RECORDS FOR PROCESSING START

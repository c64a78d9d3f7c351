use std::fmt;

/// Expected conditions where there is no version to report.
/// These are non-fatal and callers decide whether they map to an exit code.
#[derive(Debug, Clone, Copy, PartialEq, Eq)]
pub enum BoundaryWarning {
    /// The repository has no tags at all
    NoTags,
    /// Tags exist but none of them is a `major.minor.patch` version
    NoValidVersionTags,
    /// HEAD is the commit of the latest version tag
    NoCommitsFound,
    /// Commits exist since the latest version tag but none triggers a bump
    NoBump,
}

impl BoundaryWarning {
    /// True for the conditions raised while resolving the latest version tag.
    pub fn is_missing_tag(&self) -> bool {
        matches!(
            self,
            BoundaryWarning::NoTags | BoundaryWarning::NoValidVersionTags
        )
    }
}

impl fmt::Display for BoundaryWarning {
    fn fmt(&self, f: &mut fmt::Formatter<'_>) -> fmt::Result {
        match self {
            BoundaryWarning::NoTags => write!(f, "no tags found"),
            BoundaryWarning::NoValidVersionTags => write!(f, "no valid version tags found"),
            BoundaryWarning::NoCommitsFound => {
                write!(f, "no commits found since the latest version tag")
            }
            BoundaryWarning::NoBump => {
                write!(f, "no conventional commits found that affect the version")
            }
        }
    }
}

impl std::error::Error for BoundaryWarning {}

#[cfg(test)]
mod tests {
    use super::*;

    #[test]
    fn test_missing_tag_conditions() {
        assert!(BoundaryWarning::NoTags.is_missing_tag());
        assert!(BoundaryWarning::NoValidVersionTags.is_missing_tag());
        assert!(!BoundaryWarning::NoCommitsFound.is_missing_tag());
        assert!(!BoundaryWarning::NoBump.is_missing_tag());
    }

    #[test]
    fn test_display_messages_are_distinct() {
        let messages: Vec<String> = [
            BoundaryWarning::NoTags,
            BoundaryWarning::NoValidVersionTags,
            BoundaryWarning::NoCommitsFound,
            BoundaryWarning::NoBump,
        ]
        .iter()
        .map(|w| w.to_string())
        .collect();

        for (i, a) in messages.iter().enumerate() {
            for b in messages.iter().skip(i + 1) {
                assert_ne!(a, b);
            }
        }
    }
}
//! Domain logic - pure version rules independent of git operations

pub mod bump;
pub mod tag;
pub mod version;

pub use bump::BumpLevel;
pub use tag::{resolve_latest_version_tag, TagCandidate};
pub use version::{is_valid_tag, SemanticVersion};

RECORDS FOR PROCESSING END

**THE PROBLEM**
The reply should hold only the lines from the first line of the listing above through the line with "assert!(BoundaryWarning::NoValidVersionTags.is_missing_tag());", each copied exactly.

**EXPECTED ANSWER**
repository c64a78d9d3f7c351
use std::fmt;

/// Expected conditions where there is no version to report.
/// These are non-fatal and callers decide whether they map to an exit code.
#[derive(Debug, Clone, Copy, PartialEq, Eq)]
pub enum BoundaryWarning {
    /// The repository has no tags at all
    NoTags,
    /// Tags exist but none of them is a `major.minor.patch` version
    NoValidVersionTags,
    /// HEAD is the commit of the latest version tag
    NoCommitsFound,
    /// Commits exist since the latest version tag but none triggers a bump
    NoBump,
}

impl BoundaryWarning {
    /// True for the conditions raised while resolving the latest version tag.
    pub fn is_missing_tag(&self) -> bool {
        matches!(
            self,
            BoundaryWarning::NoTags | BoundaryWarning::NoValidVersionTags
        )
    }
}

impl fmt::Display for BoundaryWarning {
    fn fmt(&self, f: &mut fmt::Formatter<'_>) -> fmt::Result {
        match self {
            BoundaryWarning::NoTags => write!(f, "no tags found"),
            BoundaryWarning::NoValidVersionTags => write!(f, "no valid version tags found"),
            BoundaryWarning::NoCommitsFound => {
                write!(f, "no commits found since the latest version tag")
            }
            BoundaryWarning::NoBump => {
                write!(f, "no conventional commits found that affect the version")
            }
        }
    }
}

impl std::error::Error for BoundaryWarning {}

#[cfg(test)]
mod tests {
    use super::*;

    #[test]
    fn test_missing_tag_conditions() {
        assert!(BoundaryWarning::NoTags.is_missing_tag());
        assert!(BoundaryWarning::NoValidVersionTags.is_missing_tag());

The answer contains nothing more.